--- START ---

use crate::components::*;
use bevy::prelude::*;
use bevy_rapier3d::prelude::*;

/// Forwards sensor overlap-enter events to the callback stored on the trigger.
pub struct TriggerRouterPlugin;

impl Plugin for TriggerRouterPlugin {
    fn build(&self, app: &mut App) {
        app.add_systems(Update, route_trigger_contacts);
    }
}

/// Orders a started collision pair as (trigger, other) when exactly one side is a router.
fn trigger_pair(
    first: Entity,
    second: Entity,
    routers: &Query<&TriggerRouter>,
) -> Option<(Entity, Entity)> {
    match (routers.contains(first), routers.contains(second)) {
        (true, false) => Some((first, second)),
        (false, true) => Some((second, first)),
        _ => None,
    }
}

fn route_trigger_contacts(
    mut commands: Commands,
    mut collision_events: EventReader<CollisionEvent>,
    routers: Query<&TriggerRouter>,
    players: Query<(), With<Player>>,
) {
    for event in collision_events.read() {
        // Leaving a trigger has no effect
        let CollisionEvent::Started(first, second, _) = *event else {
            continue;
        };
        let Some((trigger, other)) = trigger_pair(first, second, &routers) else {
            continue;
        };
        if !players.contains(other) {
            continue;
        }
        let Ok(router) = routers.get(trigger) else {
            continue;
        };

        debug!("{:?} trigger {trigger} entered by {other}", router.kind);
        commands.run_system_with(router.callback, TriggerContact { trigger, other });
    }
}

#[cfg(test)]
mod tests {
    use super::*;
    use crate::maze::MarkerKind;
    use bevy_rapier3d::rapier::geometry::CollisionEventFlags;

    #[derive(Resource, Default)]
    struct Contacts(Vec<TriggerContact>);

    fn record_contact(In(contact): In<TriggerContact>, mut contacts: ResMut<Contacts>) {
        contacts.0.push(contact);
    }

    fn setup_app() -> (App, Entity, Entity, Entity) {
        let mut app = App::new();
        app.add_event::<CollisionEvent>()
            .init_resource::<Contacts>()
            .add_plugins(TriggerRouterPlugin);

        let callback = app.world_mut().register_system(record_contact);
        let trigger = app
            .world_mut()
            .spawn(TriggerRouter {
                kind: MarkerKind::Goal,
                callback,
            })
            .id();
        let player = app.world_mut().spawn(Player::default()).id();
        let wall = app.world_mut().spawn_empty().id();
        (app, trigger, player, wall)
    }

    fn send(app: &mut App, event: CollisionEvent) {
        app.world_mut().send_event(event);
        app.update();
    }

    #[test]
    fn test_player_entering_trigger_runs_callback() {
        let (mut app, trigger, player, _) = setup_app();

        send(
            &mut app,
            CollisionEvent::Started(player, trigger, CollisionEventFlags::SENSOR),
        );

        let contacts = &app.world().resource::<Contacts>().0;
        assert_eq!(
            contacts,
            &vec![TriggerContact {
                trigger,
                other: player
            }]
        );
    }

    #[test]
    fn test_exit_and_non_player_contacts_are_ignored() {
        let (mut app, trigger, player, wall) = setup_app();

        send(
            &mut app,
            CollisionEvent::Stopped(trigger, player, CollisionEventFlags::SENSOR),
        );
        send(
            &mut app,
            CollisionEvent::Started(trigger, wall, CollisionEventFlags::SENSOR),
        );

        assert!(app.world().resource::<Contacts>().0.is_empty());
    }
}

--- END ---

_Work task_
Set down every entry exactly as given.

_Answer section_
use crate::components::*;
use bevy::prelude::*;
use bevy_rapier3d::prelude::*;

/// Forwards sensor overlap-enter events to the callback stored on the trigger.
pub struct TriggerRouterPlugin;

impl Plugin for TriggerRouterPlugin {
    fn build(&self, app: &mut App) {
        app.add_systems(Update, route_trigger_contacts);
    }
}

/// Orders a started collision pair as (trigger, other) when exactly one side is a router.
fn trigger_pair(
    first: Entity,
    second: Entity,
    routers: &Query<&TriggerRouter>,
) -> Option<(Entity, Entity)> {
    match (routers.contains(first), routers.contains(second)) {
        (true, false) => Some((first, second)),
        (false, true) => Some((second, first)),
        _ => None,
    }
}

fn route_trigger_contacts(
    mut commands: Commands,
    mut collision_events: EventReader<CollisionEvent>,
    routers: Query<&TriggerRouter>,
    players: Query<(), With<Player>>,
) {
    for event in collision_events.read() {
        // Leaving a trigger has no effect
        let CollisionEvent::Started(first, second, _) = *event else {
            continue;
        };
        let Some((trigger, other)) = trigger_pair(first, second, &routers) else {
            continue;
        };
        if !players.contains(other) {
            continue;
        }
        let Ok(router) = routers.get(trigger) else {
            continue;
        };

        debug!("{:?} trigger {trigger} entered by {other}", router.kind);
        commands.run_system_with(router.callback, TriggerContact { trigger, other });
    }
}

#[cfg(test)]
mod tests {
    use super::*;
    use crate::maze::MarkerKind;
    use bevy_rapier3d::rapier::geometry::CollisionEventFlags;

    #[derive(Resource, Default)]
    struct Contacts(Vec<TriggerContact>);

    fn record_contact(In(contact): In<TriggerContact>, mut contacts: ResMut<Contacts>) {
        contacts.0.push(contact);
    }

    fn setup_app() -> (App, Entity, Entity, Entity) {
        let mut app = App::new();
        app.add_event::<CollisionEvent>()
            .init_resource::<Contacts>()
            .add_plugins(TriggerRouterPlugin);

        let callback = app.world_mut().register_system(record_contact);
        let trigger = app
            .world_mut()
            .spawn(TriggerRouter {
                kind: MarkerKind::Goal,
                callback,
            })
            .id();
        let player = app.world_mut().spawn(Player::default()).id();
        let wall = app.world_mut().spawn_empty().id();
        (app, trigger, player, wall)
    }

    fn send(app: &mut App, event: CollisionEvent) {
        app.world_mut().send_event(event);
        app.update();
    }

    #[test]
    fn test_player_entering_trigger_runs_callback() {
        let (mut app, trigger, player, _) = setup_app();

        send(
            &mut app,
            CollisionEvent::Started(player, trigger, CollisionEventFlags::SENSOR),
        );

        let contacts = &app.world().resource::<Contacts>().0;
        assert_eq!(
            contacts,
            &vec![TriggerContact {
                trigger,
                other: player
            }]
        );
    }

    #[test]
    fn test_exit_and_non_player_contacts_are_ignored() {
        let (mut app, trigger, player, wall) = setup_app();

        send(
            &mut app,
            CollisionEvent::Stopped(trigger, player, CollisionEventFlags::SENSOR),
        );
        send(
            &mut app,
            CollisionEvent::Started(trigger, wall, CollisionEventFlags::SENSOR),
        );

        assert!(app.world().resource::<Contacts>().0.is_empty());
    }
}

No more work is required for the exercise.